The topic: Why do I feel the DOC is important, especially to me personally? My answer: TuDiabetes and the network of D-blogs have given me an education that recently became an unexpected lifeline in my family.
I've read with interest about all types of Diabetes since I was misdiagnosed as a Type2 in November, 1993, changing to diagnosis of Type1 later (I call LADA/Type1). I had been having strange symptoms for many months. That November I was in the hospital for an operation and hooked up to a glucose IV in the Recovery Room. When the IV caused my blood sugar to shoot up, the nurse said, "Oops, you've got Diabetes", and gave me my first insulin shot. I was given Metformin and other pills, none of which helped. Finally about a year after that first shot, I was prescribed life-saving insulin. In time I got the C-Peptide and the other tests to show I was Type1, and acquired my first pump. While I had a good medical team, I needed to learn about my Diabetes on a daily basis. That's when, new pump pumping away, I discovered the DOC. It offered up a continuing education, right there at my fingertips! I loved it and lurked for years; then I joined TuDiabetes; and then...

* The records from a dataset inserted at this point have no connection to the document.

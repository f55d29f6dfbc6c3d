//! Bildaufbereitung für die PDF-Erzeugung
//!
//! Fotos und Unterschriften kommen als HTTP-URL oder Data-URL herein.
//! Vor dem Einbetten wird jedes Bild auf eine Maximalbreite verkleinert,
//! auf weißen Grund abgeflacht und als JPEG neu kodiert. Das begrenzt
//! die Dateigröße unabhängig von der Quellauflösung und verhindert
//! schwarze bzw. unsichtbare Unterschriften aus Alpha-only-Strichen.

use base64::engine::general_purpose::STANDARD as BASE64;
use base64::Engine;
use image::codecs::jpeg::JpegEncoder;
use image::imageops::FilterType;
use image::{DynamicImage, Rgb, RgbImage};
use reqwest::Client;

use crate::services::document::ImageRef;
use crate::utils::errors::{AppError, AppResult};

/// Maximale Pixelbreite eingebetteter Bilder
pub const MAX_IMAGE_WIDTH: u32 = 800;

const JPEG_QUALITY: u8 = 85;

/// Fertig aufbereitetes Bild, bereit zum Einbetten als DCTDecode-Stream
#[derive(Debug, Clone)]
pub struct ProcessedImage {
    pub jpeg_bytes: Vec<u8>,
    pub width: u32,
    pub height: u32,
}

pub struct ImageLoader {
    client: Client,
    max_width: u32,
}

impl ImageLoader {
    pub fn new(client: Client) -> Self {
        Self {
            client,
            max_width: MAX_IMAGE_WIDTH,
        }
    }

    /// Lädt und verarbeitet eine Bildreferenz. Fehler werden an den
    /// Aufrufer gemeldet, der sie in einen Platzhaltertext degradiert.
    pub async fn load(&self, reference: &ImageRef) -> AppResult<ProcessedImage> {
        let raw = match reference {
            ImageRef::DataUrl(data_url) => decode_data_url(data_url)?,
            ImageRef::Url(url) => self.fetch(url).await?,
        };

        process_image_bytes(&raw, self.max_width)
    }

    async fn fetch(&self, url: &str) -> AppResult<Vec<u8>> {
        let response = self
            .client
            .get(url)
            .send()
            .await
            .map_err(|e| AppError::ExternalApi(format!("Bild-Download fehlgeschlagen: {}", e)))?;

        if !response.status().is_success() {
            return Err(AppError::ExternalApi(format!(
                "Bild-Download lieferte Status {}",
                response.status()
            )));
        }

        let bytes = response
            .bytes()
            .await
            .map_err(|e| AppError::ExternalApi(format!("Bild-Download abgebrochen: {}", e)))?;

        Ok(bytes.to_vec())
    }
}

/// Base64-Teil einer Data-URL dekodieren
fn decode_data_url(data_url: &str) -> AppResult<Vec<u8>> {
    let encoded = data_url
        .split_once(";base64,")
        .map(|(_, rest)| rest)
        .ok_or_else(|| AppError::Render("Ungültige Data-URL ohne Base64-Teil".to_string()))?;

    BASE64
        .decode(encoded.trim())
        .map_err(|e| AppError::Render(format!("Data-URL nicht dekodierbar: {}", e)))
}

/// Dekodieren, abflachen, verkleinern, als JPEG neu kodieren
pub fn process_image_bytes(raw: &[u8], max_width: u32) -> AppResult<ProcessedImage> {
    let decoded = image::load_from_memory(raw)
        .map_err(|e| AppError::Render(format!("Bild nicht dekodierbar: {}", e)))?;

    let flattened = flatten_onto_white(&decoded);

    let resized = if flattened.width() > max_width {
        let height = (u64::from(flattened.height()) * u64::from(max_width)
            / u64::from(flattened.width())) as u32;
        image::imageops::resize(&flattened, max_width, height.max(1), FilterType::Triangle)
    } else {
        flattened
    };

    let (width, height) = (resized.width(), resized.height());

    let mut jpeg_bytes = Vec::new();
    JpegEncoder::new_with_quality(&mut jpeg_bytes, JPEG_QUALITY)
        .encode(resized.as_raw(), width, height, image::ColorType::Rgb8)
        .map_err(|e| AppError::Render(format!("JPEG-Kodierung fehlgeschlagen: {}", e)))?;

    Ok(ProcessedImage {
        jpeg_bytes,
        width,
        height,
    })
}

/// Alphakanal gegen einen weißen Hintergrund auflösen.
///
/// Unterschriften-Pads liefern teils Striche, die nur im Alphakanal
/// liegen; ohne Abflachung wären sie im PDF unsichtbar oder vollschwarz.
fn flatten_onto_white(decoded: &DynamicImage) -> RgbImage {
    let rgba = decoded.to_rgba8();
    let mut out = RgbImage::new(rgba.width(), rgba.height());

    for (x, y, pixel) in rgba.enumerate_pixels() {
        let alpha = f32::from(pixel[3]) / 255.0;
        let blend = |channel: u8| -> u8 {
            (f32::from(channel) * alpha + 255.0 * (1.0 - alpha)).round() as u8
        };
        out.put_pixel(x, y, Rgb([blend(pixel[0]), blend(pixel[1]), blend(pixel[2])]));
    }

    out
}

#[cfg(test)]
mod tests {
    use super::*;
    use image::{Rgba, RgbaImage};

    fn png_bytes(image: &RgbaImage) -> Vec<u8> {
        let mut bytes = Vec::new();
        DynamicImage::ImageRgba8(image.clone())
            .write_to(
                &mut std::io::Cursor::new(&mut bytes),
                image::ImageOutputFormat::Png,
            )
            .unwrap();
        bytes
    }

    #[test]
    fn transparent_pixels_flatten_to_white() {
        let mut img = RgbaImage::new(2, 1);
        img.put_pixel(0, 0, Rgba([0, 0, 0, 0])); // voll transparent
        img.put_pixel(1, 0, Rgba([0, 0, 0, 255])); // deckend schwarz

        let flat = flatten_onto_white(&DynamicImage::ImageRgba8(img));

        assert_eq!(flat.get_pixel(0, 0), &Rgb([255, 255, 255]));
        assert_eq!(flat.get_pixel(1, 0), &Rgb([0, 0, 0]));
    }

    #[test]
    fn oversized_images_are_downscaled() {
        let img = RgbaImage::from_pixel(400, 200, Rgba([10, 20, 30, 255]));
        let processed = process_image_bytes(&png_bytes(&img), 100).unwrap();

        assert_eq!(processed.width, 100);
        assert_eq!(processed.height, 50);
        assert!(!processed.jpeg_bytes.is_empty());
    }

    #[test]
    fn small_images_keep_their_size() {
        let img = RgbaImage::from_pixel(50, 40, Rgba([10, 20, 30, 255]));
        let processed = process_image_bytes(&png_bytes(&img), 100).unwrap();

        assert_eq!(processed.width, 50);
        assert_eq!(processed.height, 40);
    }

    #[test]
    fn data_url_roundtrip_decodes() {
        let img = RgbaImage::from_pixel(4, 4, Rgba([255, 0, 0, 255]));
        let data_url = format!("data:image/png;base64,{}", BASE64.encode(png_bytes(&img)));

        let raw = decode_data_url(&data_url).unwrap();
        assert!(process_image_bytes(&raw, 100).is_ok());
    }

    #[test]
    fn garbage_bytes_are_rejected() {
        assert!(process_image_bytes(b"kein bild", 100).is_err());
        assert!(decode_data_url("data:image/png,ohne-base64").is_err());
    }
}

One day for the fun of it, I talked my husband into testing his blood glucose. Oops! It was high! He tested again before and after meals; post pandrialy his results were always high. However, his fasting BGs were normal. My husband has always been thin and active and has no autoimmune conditions or insulin resistance. We decided he has a condition that we are calling "Type Geriatric". We went off to his doctor, who gave C-Peptide and other appropriate tests, and agreed that he has "Type Geriatric". My knowledge from the DOC, and especially TuDiabetes, has been a lifeline for both of us, and in the interest of full disclosure, he's a biological scientist and comes into the situation with some knowledge of his own!
I would like to see discussions on the glucose-impaired condition we're calling "Type Geriatric". I'd like a recognition that people should be regularly tested for Diabetes as they grow older, but that fasting blood glucose should not be relied upon for the diagnosis. It seems to me that there is a great potential for older people to be misdiagnosed, or not diagnosed at all for Beta Cell loss. The DOC is doing a great job in educating all of us.